Pork as a Constitutional Issue: The Dormant Commerce Clause and Animal Protection
Caroline Tait
Associate Editor
Loyola University Chicago School of Law, JD 2024
On October 11, 2022, the Supreme Court began to hear the case of National Pork Producers Council v. Ross. The issue of this case stems from Proposition 12, a 2018 ballot revision to existing California law that banned the sale of “whole pork meat from animals confined in a manner inconsistent with California standards.” The National Pork Producers Council and the American Farm Bureau Federation (both referred to as “the Council”) argue that Proposition 12 violates the Dormant Commerce Clause and has reached the Supreme Court on this issue.
When the case was heard before the Ninth circuit, the Council argued that Proposition 12 violates the Dormant Commerce Clause because it: “1) impermissibly regulates extraterritorial conduct outside of California’s borders by compelling out-of-state producers to change their operations to meet California standards; and 2) it imposes excessive burdens on interstate commerce without advancing any legitimate local interest because it significantly increases operation costs but is not justified by any animal-welfare interest and “‘has no connection to human health or foodborne illness.’”
The California Department of Food and Agriculture notes that Proposition 12 was part of the Farm Animal Confinement Initiative and requires that “covered animals be housed in confinement systems that comply with specific standards for freedom of movement, cage-free design and minimum floor space, and identifies covered animals to include veal calves, breeding pigs and egg-laying hens, as specified.” This law also bans the sale of eggs, veal, and pork products that do not comply with the standards set.
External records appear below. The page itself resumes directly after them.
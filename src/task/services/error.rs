//! Shared failure vocabulary for application services.

use crate::task::domain::{ProjectId, TaskId, UserId};
use std::fmt;

/// Identity of an entity that could not be resolved.
#[derive(Debug, Clone, Copy, PartialEq, Eq, Hash)]
pub enum EntityRef {
    /// A task identity.
    Task(TaskId),
    /// A project identity.
    Project(ProjectId),
    /// A user identity.
    User(UserId),
}

impl fmt::Display for EntityRef {
    fn fmt(&self, f: &mut fmt::Formatter<'_>) -> fmt::Result {
        match self {
            Self::Task(id) => write!(f, "Task with id {}", id.value()),
            Self::Project(id) => write!(f, "Project with id {}", id.value()),
            Self::User(id) => write!(f, "User with id {}", id.value()),
        }
    }
}
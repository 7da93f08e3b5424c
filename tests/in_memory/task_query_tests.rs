//! In-memory integration tests for filtered task listing.

use std::sync::Arc;

use super::helpers::{Tracker, create_owned_task, seed_tracker, store};
use chrono::NaiveDate;
use mockable::DefaultClock;
use rstest::rstest;
use task_tracker::task::{
    adapters::memory::InMemoryTaskStore,
    domain::{
        Actor, PageRequest, SortDirection, TaskPriority, TaskQuery, TaskSort, TaskSortField, TaskStatus,
    },
    services::{CreateTaskRequest, ProjectRequest, ProjectService},
};

async fn seed_four_tasks(tracker: &Tracker) -> Result<(), eyre::Report> {
    create_owned_task(tracker, "Design UI", TaskStatus::Todo, TaskPriority::High).await?;
    create_owned_task(tracker, "Build API", TaskStatus::InProgress, TaskPriority::High).await?;
    create_owned_task(tracker, "Write docs", TaskStatus::Done, TaskPriority::Low).await?;
    create_owned_task(tracker, "Ship it", TaskStatus::Done, TaskPriority::High).await?;
    Ok(())
}

#[rstest]
#[tokio::test(flavor = "multi_thread")]
async fn unfiltered_listing_returns_every_task_in_creation_order(
    store: Arc<InMemoryTaskStore>,
) -> Result<(), eyre::Report> {
    let tracker = seed_tracker(store).await?;
    seed_four_tasks(&tracker).await?;

    let page = tracker
        .tasks
        .list_tasks(tracker.project.id(), None, None, PageRequest::new(0, 10)?)
        .await?;

    eyre::ensure!(page.total() == 4, "expected total 4, found {}", page.total());
    let titles: Vec<&str> = page.items().iter().map(|task| task.title().as_str()).collect();
    eyre::ensure!(
        titles == ["Design UI", "Build API", "Write docs", "Ship it"],
        "unexpected order: {titles:?}"
    );
    Ok(())
}

#[rstest]
#[tokio::test(flavor = "multi_thread")]
async fn status_filter_narrows_to_matching_tasks(
    store: Arc<InMemoryTaskStore>,
) -> Result<(), eyre::Report> {
    let tracker = seed_tracker(store).await?;
    seed_four_tasks(&tracker).await?;

    let page = tracker
        .tasks
        .list_tasks(
            tracker.project.id(),
            Some(TaskStatus::Todo),
            None,
            PageRequest::default(),
        )
        .await?;

    eyre::ensure!(page.total() == 1, "expected total 1, found {}", page.total());
    eyre::ensure!(page.items().len() == 1, "expected one task on the page");
    Ok(())
}

#[rstest]
#[tokio::test(flavor = "multi_thread")]
async fn combined_filters_report_full_total_on_short_pages(
    store: Arc<InMemoryTaskStore>,
) -> Result<(), eyre::Report> {
    let tracker = seed_tracker(store).await?;
    seed_four_tasks(&tracker).await?;
    create_owned_task(&tracker, "Retro", TaskStatus::Done, TaskPriority::High).await?;
    create_owned_task(&tracker, "Demo", TaskStatus::Done, TaskPriority::High).await?;

    let page = tracker
        .tasks
        .list_tasks(
            tracker.project.id(),
            Some(TaskStatus::Done),
            Some(TaskPriority::High),
            PageRequest::new(0, 2)?,
        )
        .await?;

    eyre::ensure!(page.total() == 3, "expected total 3, found {}", page.total());
    eyre::ensure!(page.items().len() == 2, "expected a short page of 2");
    eyre::ensure!(page.total_pages() == 2, "expected 2 pages");
    eyre::ensure!(
        page.items()
            .iter()
            .all(|task| task.status() == TaskStatus::Done && task.priority() == TaskPriority::High),
        "page holds a task outside the filter"
    );
    Ok(())
}

#[rstest]
#[tokio::test(flavor = "multi_thread")]
async fn listing_is_scoped_to_the_project(
    store: Arc<InMemoryTaskStore>,
) -> Result<(), eyre::Report> {
    let tracker = seed_tracker(Arc::clone(&store)).await?;
    seed_four_tasks(&tracker).await?;
    let other = ProjectService::new(store, Arc::new(DefaultClock))
        .create_project(tracker.manager, ProjectRequest::new("Mobile App"))
        .await?;
    tracker
        .tasks
        .create_task(
            tracker.manager,
            CreateTaskRequest::new(other.id(), "Elsewhere", TaskStatus::Todo, TaskPriority::High),
        )
        .await?;

    let page = tracker
        .tasks
        .list_tasks(other.id(), None, None, PageRequest::default())
        .await?;

    eyre::ensure!(page.total() == 1, "expected only the other project's task");
    Ok(())
}

#[rstest]
#[tokio::test(flavor = "multi_thread")]
async fn no_matches_and_pages_past_the_end_are_empty(
    store: Arc<InMemoryTaskStore>,
) -> Result<(), eyre::Report> {
    let tracker = seed_tracker(store).await?;
    seed_four_tasks(&tracker).await?;

    let none = tracker
        .tasks
        .list_tasks(
            tracker.project.id(),
            Some(TaskStatus::Todo),
            Some(TaskPriority::Low),
            PageRequest::default(),
        )
        .await?;
    eyre::ensure!(none.is_empty() && none.total() == 0, "expected an empty result");

    let beyond = tracker
        .tasks
        .list_tasks(tracker.project.id(), None, None, PageRequest::new(3, 2)?)
        .await?;
    eyre::ensure!(beyond.is_empty(), "expected no items past the last page");
    eyre::ensure!(beyond.total() == 4, "expected the full total past the last page");
    Ok(())
}

#[rstest]
#[tokio::test(flavor = "multi_thread")]
async fn explicit_due_date_sort_places_undated_tasks_last(
    store: Arc<InMemoryTaskStore>,
) -> Result<(), eyre::Report> {
    let tracker = seed_tracker(store).await?;
    let owner: Actor = tracker.manager;
    let project_id = tracker.project.id();
    let dated = |title: &str, day: u32| -> Result<CreateTaskRequest, eyre::Report> {
        let due = NaiveDate::from_ymd_opt(2025, 6, day)
            .ok_or_else(|| eyre::eyre!("invalid day {day}"))?;
        Ok(
            CreateTaskRequest::new(project_id, title, TaskStatus::Todo, TaskPriority::Medium)
                .with_due_date(due),
        )
    };
    tracker.tasks.create_task(owner, dated("Mid", 15)?).await?;
    create_owned_task(&tracker, "Someday", TaskStatus::Todo, TaskPriority::Medium).await?;
    tracker.tasks.create_task(owner, dated("Soon", 1)?).await?;
    tracker.tasks.create_task(owner, dated("Late", 30)?).await?;

    let query = TaskQuery::for_project(project_id)
        .with_sort(TaskSort::new(TaskSortField::DueDate, SortDirection::Desc));
    let page = tracker.tasks.query_tasks(query).await?;

    let titles: Vec<&str> = page.items().iter().map(|task| task.title().as_str()).collect();
    eyre::ensure!(
        titles == ["Late", "Mid", "Soon", "Someday"],
        "unexpected order: {titles:?}"
    );
    Ok(())
}
//! IPv6 link-local and neighbour discovery tests

use core::net::{Ipv4Addr, Ipv6Addr};

use mesa_net::drivers::net::virtual_nic::VirtualNic;
use mesa_net::net::config::StackConfig;
use mesa_net::net::error::{Delivered, DropReason, Layer};
use mesa_net::net::ethernet::{build_frame, EthernetFrame, ETHERTYPE_IPV6};
use mesa_net::net::ipv6::{
    self, icmpv6, next_header, verify_icmpv6_checksum, Ipv6Header, ND_HOP_LIMIT,
};
use mesa_net::net::wire;
use mesa_net::net::MacAddr;
use mesa_net::NetworkStack;

const OUR_MAC: [u8; 6] = [0x52, 0x54, 0x00, 0x12, 0x34, 0x56];
const PEER_MAC: MacAddr = MacAddr([0x52, 0x55, 0x0A, 0x00, 0x00, 0x05]);

fn our_link_local() -> Ipv6Addr {
    "fe80::5054:ff:fe12:3456".parse().unwrap()
}

fn peer_ip() -> Ipv6Addr {
    "fe80::5055:aff:fe00:5".parse().unwrap()
}

/// ff02::1:ffXX:XXXX for `target`
fn solicited_node(target: Ipv6Addr) -> Ipv6Addr {
    let o = target.octets();
    Ipv6Addr::new(
        0xff02,
        0,
        0,
        0,
        0,
        1,
        0xff00 | o[13] as u16,
        u16::from_be_bytes([o[14], o[15]]),
    )
}

fn stack() -> NetworkStack<VirtualNic> {
    let config = StackConfig::default().with_static_ip(
        Ipv4Addr::new(10, 0, 0, 2),
        Ipv4Addr::new(255, 255, 255, 0),
        Ipv4Addr::new(10, 0, 0, 1),
    );
    NetworkStack::new(VirtualNic::new(OUR_MAC), config)
}

fn ipv6_frame(src: Ipv6Addr, dest: Ipv6Addr, next: u8, payload: &[u8]) -> Vec<u8> {
    let header = Ipv6Header::new(src, dest, next, payload.len() as u16, ND_HOP_LIMIT);
    let packet = ipv6::build_packet(&header, payload);
    build_frame(MacAddr::BROADCAST, PEER_MAC, ETHERTYPE_IPV6, &packet).unwrap()
}

fn nd_message(kind: u8, target: Ipv6Addr) -> Vec<u8> {
    let mut message = vec![0u8; 24];
    message[0] = kind;
    wire::write_ipv6(&mut message, 8, target);
    message
}

fn solicitation(src: Ipv6Addr, target: Ipv6Addr) -> Vec<u8> {
    ipv6_frame(
        src,
        solicited_node(target),
        next_header::ICMPV6,
        &nd_message(icmpv6::NEIGHBOR_SOLICITATION, target),
    )
}

#[test]
fn test_link_local_from_mac() {
    let stack = stack();
    assert_eq!(stack.ipv6_link_local(), our_link_local());
    assert_eq!(stack.ipv6_global(), None);
    assert!(format!("{}", stack.interface_info()).contains("IPv6:       fe80::5054:ff:fe12:3456"));
}

#[test]
fn test_solicitation_answered_with_advertisement() {
    let mut stack = stack();

    assert_eq!(
        stack.handle_frame(&solicitation(peer_ip(), our_link_local())),
        Ok(Delivered::Neighbor { replied: true })
    );
    assert_eq!(stack.neighbor_cache().lookup(peer_ip()), Some(PEER_MAC));

    let frames = stack.device_mut().take_transmitted();
    assert_eq!(frames.len(), 1);
    let frame = EthernetFrame::parse(&frames[0]).unwrap();
    // the solicitor is known now, so the answer is unicast
    assert_eq!(frame.dest_mac, PEER_MAC);
    assert_eq!(frame.ethertype, ETHERTYPE_IPV6);

    let (header, message) = Ipv6Header::parse(frame.payload).unwrap();
    assert_eq!(header.src, our_link_local());
    assert_eq!(header.dest, peer_ip());
    assert_eq!(header.next_header, next_header::ICMPV6);
    assert_eq!(header.hop_limit, 255);

    assert_eq!(message.len(), 32);
    assert_eq!(message[0], icmpv6::NEIGHBOR_ADVERTISEMENT);
    assert_eq!(message[4], 0x60);
    assert_eq!(wire::read_ipv6(message, 8), Some(our_link_local()));
    assert_eq!(&message[26..32], &OUR_MAC);
    assert!(verify_icmpv6_checksum(header.src, header.dest, message));
}

#[test]
fn test_solicitation_for_other_target_learns_only() {
    let mut stack = stack();
    let other: Ipv6Addr = "fe80::1234".parse().unwrap();

    assert_eq!(
        stack.handle_frame(&solicitation(peer_ip(), other)),
        Err(DropReason::NotForUs)
    );
    assert_eq!(stack.neighbor_cache().lookup(peer_ip()), Some(PEER_MAC));
    assert_eq!(stack.device().transmitted_count(), 0);
}

#[test]
fn test_unspecified_solicitor_answered_to_all_nodes() {
    let mut stack = stack();

    assert_eq!(
        stack.handle_frame(&solicitation(Ipv6Addr::UNSPECIFIED, our_link_local())),
        Ok(Delivered::Neighbor { replied: true })
    );
    assert!(stack.neighbor_cache().is_empty());

    let frames = stack.device_mut().take_transmitted();
    let frame = EthernetFrame::parse(&frames[0]).unwrap();
    assert!(frame.is_broadcast());
    let (header, _) = Ipv6Header::parse(frame.payload).unwrap();
    assert_eq!(header.dest, "ff02::1".parse::<Ipv6Addr>().unwrap());
}

#[test]
fn test_advertisement_updates_cache() {
    let mut stack = stack();
    let frame = ipv6_frame(
        peer_ip(),
        our_link_local(),
        next_header::ICMPV6,
        &nd_message(icmpv6::NEIGHBOR_ADVERTISEMENT, peer_ip()),
    );

    assert_eq!(stack.handle_frame(&frame), Ok(Delivered::Neighbor { replied: false }));
    assert_eq!(stack.neighbor_cache().lookup(peer_ip()), Some(PEER_MAC));
    assert_eq!(stack.device().transmitted_count(), 0);
}

#[test]
fn test_global_address_is_ours_and_preferred() {
    let mut stack = stack();
    let global: Ipv6Addr = "2001:db8::5054:ff:fe12:3456".parse().unwrap();
    stack.set_ipv6_global(Some(global));

    assert_eq!(
        stack.handle_frame(&solicitation(peer_ip(), global)),
        Ok(Delivered::Neighbor { replied: true })
    );
    let frames = stack.device_mut().take_transmitted();
    let frame = EthernetFrame::parse(&frames[0]).unwrap();
    let (header, message) = Ipv6Header::parse(frame.payload).unwrap();
    assert_eq!(header.src, global);
    assert_eq!(wire::read_ipv6(message, 8), Some(global));
}

#[test]
fn test_foreign_and_unsupported_dropped() {
    let mut stack = stack();

    let elsewhere: Ipv6Addr = "fe80::99".parse().unwrap();
    let frame = ipv6_frame(
        peer_ip(),
        elsewhere,
        next_header::ICMPV6,
        &nd_message(icmpv6::NEIGHBOR_SOLICITATION, elsewhere),
    );
    assert_eq!(stack.handle_frame(&frame), Err(DropReason::NotForUs));

    let udp = ipv6_frame(peer_ip(), our_link_local(), next_header::UDP, &[0; 8]);
    assert_eq!(
        stack.handle_frame(&udp),
        Err(DropReason::UnsupportedProtocol(next_header::UDP))
    );

    let echo = ipv6_frame(peer_ip(), our_link_local(), next_header::ICMPV6, &[128, 0, 0, 0]);
    assert_eq!(stack.handle_frame(&echo), Err(DropReason::Ignored));

    let runt = ipv6_frame(peer_ip(), our_link_local(), next_header::ICMPV6, &[135, 0, 0, 0]);
    assert_eq!(stack.handle_frame(&runt), Err(DropReason::Malformed(Layer::Icmpv6)));

    let truncated = build_frame(MacAddr(OUR_MAC), PEER_MAC, ETHERTYPE_IPV6, &[0x60; 20]).unwrap();
    assert_eq!(stack.handle_frame(&truncated), Err(DropReason::Malformed(Layer::Ipv6)));
    assert_eq!(stack.device().transmitted_count(), 0);
}

#[test]
fn test_send_ipv6_uses_neighbour_cache() {
    let mut stack = stack();
    stack.send_ipv6(peer_ip(), next_header::UDP, &[1, 2, 3]).unwrap();
    let frame = stack.device_mut().take_transmitted().remove(0);
    assert!(EthernetFrame::parse(&frame).unwrap().is_broadcast());

    stack.handle_frame(&solicitation(peer_ip(), our_link_local())).unwrap();
    stack.device_mut().take_transmitted();

    stack.send_ipv6(peer_ip(), next_header::UDP, &[1, 2, 3]).unwrap();
    let frame = stack.device_mut().take_transmitted().remove(0);
    let frame = EthernetFrame::parse(&frame).unwrap();
    assert_eq!(frame.dest_mac, PEER_MAC);
    let (header, payload) = Ipv6Header::parse(frame.payload).unwrap();
    assert_eq!(header.hop_limit, 64);
    assert_eq!(payload, &[1, 2, 3]);
}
How the Dormant Commerce Clause Applies
The Court of Appeals’ opinion considers the scope of the Dormant Commerce Clause, stating that the two primary principles of a State’s authority to regulate interstate commerce are that “First, state regulations may not discriminate against interstate commerce; and second, States may not impose undue burdens on interstate commerce.” In this specific case, The Council only argues the second principle, that Proposition 12 places an undue burden on interstate commerce. Therefore, the Dormant Commerce Clause argument here is that this law would allow California to maintain a law that discriminates against interstate commerce.
The primary issue of interstate commerce in this case arises because more than 99% of the pork sold in California is produced outside of the state. Because California imports almost all of its pork, Proposition 12 would force out of state farmers to comply with the California law in order to sell there.
Controversy and impact
The outcome of this case will have serious implications for the U.S. pork industry, which is valued at $26 billion. Some opponents of Proposition 12 believe that it could cause states to lean on their moral judgments, while proponents argue that it is simply a regulatory issue for pork production standards. Associate chief counsel for the US Chamber Litigation Center was quoted saying that the case, “would trigger harmful interstate trade wars as other states attempt to mimic California’s regulatory strategy.”
The pork lobby argues that this new law would force the industry to have to “reinvent itself just for California.” However, animal rights activists, such as the Center for a Humane Economy, argues that this is a moot point as 34% of pork production is already done without the use of gestation crates, a requirement that would be imposed by Proposition 12. Additionally, companies such as Hormel and Tyson have already stated that they would be able to comply with these new standards.
In June of this year Smithfield Foods, Inc., known as the largest pork packer in the U.S., left California due to rising costs, citing “red tape like that from Proposition 12” and other high costs as the reason for their departure. This Proposition 12 controversy comes at a less than ideal time while much of California’s other agriculture is also struggling. As of this fall, dairy farmers are leaving due to high costs, rice farms are being ravaged by the drought, and nut farmers are facing a devastating supply glut. Given these challenges faced by such an agriculture heavy state, there is merit to arguments expressing concern for California’s economy as well as the availability of products to consumers. However, these concerns may be outweighed by moral and political considerations.
At the same time, if Proposition 12 is upheld by the Supreme Court, these new standards would force states to comply with more humane production practices. Dormant Commerce Clause and federalist arguments aside, it is a good thing and a progressive step in the right direction to hold these huge national farms accountable to better standards of care for the animals in their custody.
Finally, as with any Supreme Court case, it is important to consider the current legal and political environment in which National Pork Producers Council v. Ross is being decided. This case comes at a hostile and historic time of Supreme Court decisions. Proposition 12 should be upheld by the Supreme Court as these new standards could usher in both a new era of animal rights protection as well as putting social causes before business. This case could be a good opportunity for the Court to win back public support on a case that is less politically polarized.